Today's top 10 is none other than the worst athlete acquisitions in Seattle sports history, be it college recruiting, pro drafts, or free agents. The criteria in ranking these was how significant of a talent evaluation blunder occurred, whether it be a high school prospect or an aging superstar being signed for too much money.
Feel free to add your thoughts / additional athletes. Here are mine:
10. Adrian Oliver, UW basketball: This kid always drove me nuts when he was with the Dawgs. He came out of Modesto Christian (CA) High School highly touted, the #8 PG in the nation according to Scout.com in fact, having offers from the likes of Kentucky, Gonzaga, and Cal. But his slow, methodical play and sometimes timid demeanor was no match for Lorenzo Romar's style, and was eventually relegated to the bench in favor of UW's quicker, scrappier guards, something Oliver took issue with and finally transferred to San Jose State after his sophomore year. He never came into his own at UW before he decided to opt for the big-fish-small-pond appeal of SJSU and the Western Athletic Conference.
9. Kenji Johjima, Mariners: .271 / 40 HR / 181 RBIs should earn you the reward of a three-year contract extension worth $24 million. Unfortunately for the Mariners, those are Johjima's career stats through three seasons, one month -- not a single-season total. What's worse, those statistics are heavily weighed from his first two years in the big leagues. Since then, he's hit .227 in a disasterous 2008 campaign and is off to another slow start this year, with Ms pitchers continuing to question his game-calling ability.
8. J.R. Hasty, UW football: Hasty, one of the highest-touted running backs to come to U Dub out of Bellevue High, where he scored an impressive 50 touchdowns his senior year, was the gem of Tyrone Willingham's first recruiting class in 2005. Most thought he would be the next great tailback at UW. But six carries for 18 yards, academic ineligibility, and suspensions from the team for blowing off workouts summed up his pathetic career as a Husky.
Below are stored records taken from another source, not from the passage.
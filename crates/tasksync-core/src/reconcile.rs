use std::collections::{HashMap, HashSet};
use std::fmt;

use serde::Serialize;
use thiserror::Error;
use tracing::{debug, warn};

use crate::parser::TaskCandidate;
use crate::record::{RecordId, Scope, StoreRecord, TaskStatus};
use crate::store::{StoreError, TaskStore};
use crate::sync::HostError;

#[derive(Debug, Clone, Copy, PartialEq, Eq, Serialize)]
#[serde(rename_all = "snake_case")]
pub enum StoreOperation {
    Query,
    Create,
    Update,
}

impl fmt::Display for StoreOperation {
    fn fmt(&self, f: &mut fmt::Formatter<'_>) -> fmt::Result {
        let name = match self {
            StoreOperation::Query => "query",
            StoreOperation::Create => "create",
            StoreOperation::Update => "update",
        };
        f.write_str(name)
    }
}

#[derive(Debug, Error)]
pub enum SyncError {
    #[error("{operation} failed{}: {source}", describe_candidate(.line, .description))]
    Failed {
        operation: StoreOperation,
        /// 1-based line of the candidate being written; `None` for the query.
        line: Option<usize>,
        description: Option<String>,
        /// Writes that completed before the failure. They are not rolled back.
        progress: SyncReport,
        #[source]
        source: StoreError,
    },
    #[error("document host error: {0}")]
    Host(#[from] HostError),
}

fn describe_candidate(line: &Option<usize>, description: &Option<String>) -> String {
    match (line, description) {
        (Some(line), Some(description)) => format!(" at line {} ({:?})", line, description),
        (Some(line), None) => format!(" at line {}", line),
        _ => String::new(),
    }
}

impl SyncError {
    fn failed(
        operation: StoreOperation,
        candidate: &TaskCandidate,
        progress: &SyncReport,
        source: StoreError,
    ) -> Self {
        SyncError::Failed {
            operation,
            line: Some(candidate.line_index + 1),
            description: Some(candidate.description.clone()),
            progress: progress.clone(),
            source,
        }
    }
}

/// What a sync will do (or did) to the store, by outcome.
#[derive(Debug, Clone, Default, PartialEq, Eq, Serialize)]
pub struct SyncReport {
    pub created: usize,
    pub updated: usize,
    pub unchanged: usize,
    /// Lines whose id was unknown to the store and got a new record.
    pub replaced: usize,
}

impl SyncReport {
    pub fn writes(&self) -> usize {
        self.created + self.updated + self.replaced
    }
}

impl fmt::Display for SyncReport {
    fn fmt(&self, f: &mut fmt::Formatter<'_>) -> fmt::Result {
        write!(
            f,
            "{} created, {} updated, {} replaced, {} unchanged",
            self.created, self.updated, self.replaced, self.unchanged
        )
    }
}

#[derive(Debug, Clone, PartialEq, Eq, Serialize)]
#[serde(tag = "action", rename_all = "snake_case")]
pub enum PlannedAction {
    /// Record already matches the line.
    Keep { record: StoreRecord },
    Update {
        record: StoreRecord,
        status: Option<TaskStatus>,
    },
    /// New record; `stale_id` is the unknown id the line carried, if any.
    Create {
        stale_id: Option<RecordId>,
        complete: bool,
    },
}

#[derive(Debug, Clone, PartialEq, Eq, Serialize)]
pub struct PlannedTask {
    pub candidate: TaskCandidate,
    pub action: PlannedAction,
}

#[derive(Debug, Clone, PartialEq, Eq, Serialize)]
pub struct SyncPlan {
    pub scope: Scope,
    pub tasks: Vec<PlannedTask>,
}

impl SyncPlan {
    pub fn report(&self) -> SyncReport {
        let mut report = SyncReport::default();
        for task in &self.tasks {
            match &task.action {
                PlannedAction::Keep { .. } => report.unchanged += 1,
                PlannedAction::Update { .. } => report.updated += 1,
                PlannedAction::Create { stale_id: None, .. } => report.created += 1,
                PlannedAction::Create { stale_id: Some(_), .. } => report.replaced += 1,
            }
        }
        report
    }
}

#[derive(Debug, Clone, PartialEq, Eq, Serialize)]
#[serde(tag = "outcome", rename_all = "snake_case")]
pub enum Outcome {
    Unchanged,
    Updated,
    Created,
    Replaced { stale_id: RecordId },
}

#[derive(Debug, Clone, PartialEq, Eq, Serialize)]
pub struct SyncedTask {
    pub candidate: TaskCandidate,
    pub record: StoreRecord,
    pub outcome: Outcome,
}

/// Every candidate of one document paired with its post-sync record, in
/// line order.
#[derive(Debug, Clone, PartialEq, Eq, Serialize)]
pub struct SyncResult {
    pub scope: Scope,
    pub tasks: Vec<SyncedTask>,
}

impl SyncResult {
    pub fn report(&self) -> SyncReport {
        let mut report = SyncReport::default();
        for task in &self.tasks {
            match task.outcome {
                Outcome::Unchanged => report.unchanged += 1,
                Outcome::Updated => report.updated += 1,
                Outcome::Created => report.created += 1,
                Outcome::Replaced { .. } => report.replaced += 1,
            }
        }
        report
    }
}

/// Decide, without touching the store, what each candidate needs.
///
/// Ids are matched exactly; lines without an id always get a new record.
/// The first line carrying an id claims it, later lines with the same id are
/// treated like unknown ids.
pub fn plan(
    candidates: impl IntoIterator<Item = TaskCandidate>,
    scope: &Scope,
    existing: Vec<StoreRecord>,
) -> SyncPlan {
    let mut by_id: HashMap<RecordId, StoreRecord> = existing
        .into_iter()
        .map(|record| (record.id.clone(), record))
        .collect();
    let mut claimed: HashSet<RecordId> = HashSet::new();
    let mut candidates: Vec<TaskCandidate> = candidates.into_iter().collect();
    candidates.sort_by_key(|candidate| candidate.line_index);

    let mut tasks: Vec<PlannedTask> = Vec::with_capacity(candidates.len());
    for candidate in candidates {
        let action = match &candidate.external_id {
            Some(id) => match by_id.remove(id) {
                Some(record) => {
                    claimed.insert(id.clone());
                    plan_existing(&candidate, record)
                }
                None => {
                    if claimed.contains(id) {
                        warn!(%id, line = candidate.line_index + 1, "duplicate task id, creating a new record");
                    } else {
                        warn!(%id, line = candidate.line_index + 1, "unknown task id, creating a new record");
                    }
                    PlannedAction::Create {
                        stale_id: Some(id.clone()),
                        complete: candidate.checked,
                    }
                }
            },
            None => PlannedAction::Create {
                stale_id: None,
                complete: candidate.checked,
            },
        };
        debug!(line = candidate.line_index + 1, ?action, "planned");
        tasks.push(PlannedTask { candidate, action });
    }

    SyncPlan {
        scope: scope.clone(),
        tasks,
    }
}

fn plan_existing(candidate: &TaskCandidate, record: StoreRecord) -> PlannedAction {
    let complete = candidate.checked && !record.status.is_completed();
    if record.description != candidate.description || complete {
        PlannedAction::Update {
            record,
            status: complete.then_some(TaskStatus::Completed),
        }
    } else {
        PlannedAction::Keep { record }
    }
}

/// Execute a plan against the store, one write at a time.
///
/// Stops at the first failing write. An update whose record disappeared
/// since the query falls back to a create.
pub fn apply<S: TaskStore + ?Sized>(plan: SyncPlan, store: &mut S) -> Result<SyncResult, SyncError> {
    let SyncPlan { scope, tasks } = plan;
    let mut progress = SyncReport::default();
    let mut synced = Vec::with_capacity(tasks.len());

    for PlannedTask { candidate, action } in tasks {
        let (record, outcome) = match action {
            PlannedAction::Keep { record } => {
                progress.unchanged += 1;
                (record, Outcome::Unchanged)
            }
            PlannedAction::Update { record, status } => {
                match store.update(&record.id, &candidate.description, status) {
                    Ok(updated) => {
                        progress.updated += 1;
                        (updated, Outcome::Updated)
                    }
                    Err(StoreError::NotFound(stale_id)) => {
                        warn!(id = %stale_id, "record vanished before update, creating a new one");
                        let created = create_record(
                            store,
                            &scope,
                            &candidate,
                            candidate.checked,
                            &mut progress,
                            true,
                        )?;
                        (created, Outcome::Replaced { stale_id })
                    }
                    Err(source) => {
                        return Err(SyncError::failed(
                            StoreOperation::Update,
                            &candidate,
                            &progress,
                            source,
                        ))
                    }
                }
            }
            PlannedAction::Create { stale_id, complete } => {
                let created = create_record(
                    store,
                    &scope,
                    &candidate,
                    complete,
                    &mut progress,
                    stale_id.is_some(),
                )?;
                let outcome = match stale_id {
                    Some(stale_id) => Outcome::Replaced { stale_id },
                    None => Outcome::Created,
                };
                (created, outcome)
            }
        };
        synced.push(SyncedTask {
            candidate,
            record,
            outcome,
        });
    }

    Ok(SyncResult {
        scope,
        tasks: synced,
    })
}

fn create_record<S: TaskStore + ?Sized>(
    store: &mut S,
    scope: &Scope,
    candidate: &TaskCandidate,
    complete: bool,
    progress: &mut SyncReport,
    replaces: bool,
) -> Result<StoreRecord, SyncError> {
    let record = store
        .create(scope, &candidate.description)
        .map_err(|source| SyncError::failed(StoreOperation::Create, candidate, progress, source))?;
    if replaces {
        progress.replaced += 1;
    } else {
        progress.created += 1;
    }
    if !complete || record.status.is_completed() {
        return Ok(record);
    }
    store
        .update(&record.id, &record.description, Some(TaskStatus::Completed))
        .map_err(|source| SyncError::failed(StoreOperation::Update, candidate, progress, source))
}

/// Query the scope once and apply the resulting plan.
pub fn reconcile<S: TaskStore + ?Sized>(
    candidates: impl IntoIterator<Item = TaskCandidate>,
    scope: &Scope,
    store: &mut S,
) -> Result<SyncResult, SyncError> {
    let existing = query_scope(store, scope)?;
    apply(plan(candidates, scope, existing), store)
}

pub(crate) fn query_scope<S: TaskStore + ?Sized>(
    store: &S,
    scope: &Scope,
) -> Result<Vec<StoreRecord>, SyncError> {
    store.query(scope).map_err(|source| SyncError::Failed {
        operation: StoreOperation::Query,
        line: None,
        description: None,
        progress: SyncReport::default(),
        source,
    })
}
7. Jeff Cirillo, Mariners: The epitome of why teams should never hedge their bets on a "hitter" from Colorado (also see "Matt Holliday and his .223 average for the Oakland A's"). The Mariners traded eventual all-star closer Brian Fuentes and two others for Cirillo prior to the 2002 season. The largely ineffective third baseman was paid just over $13 million and posted batting averages of .249 and .205 in the two years he was with the team.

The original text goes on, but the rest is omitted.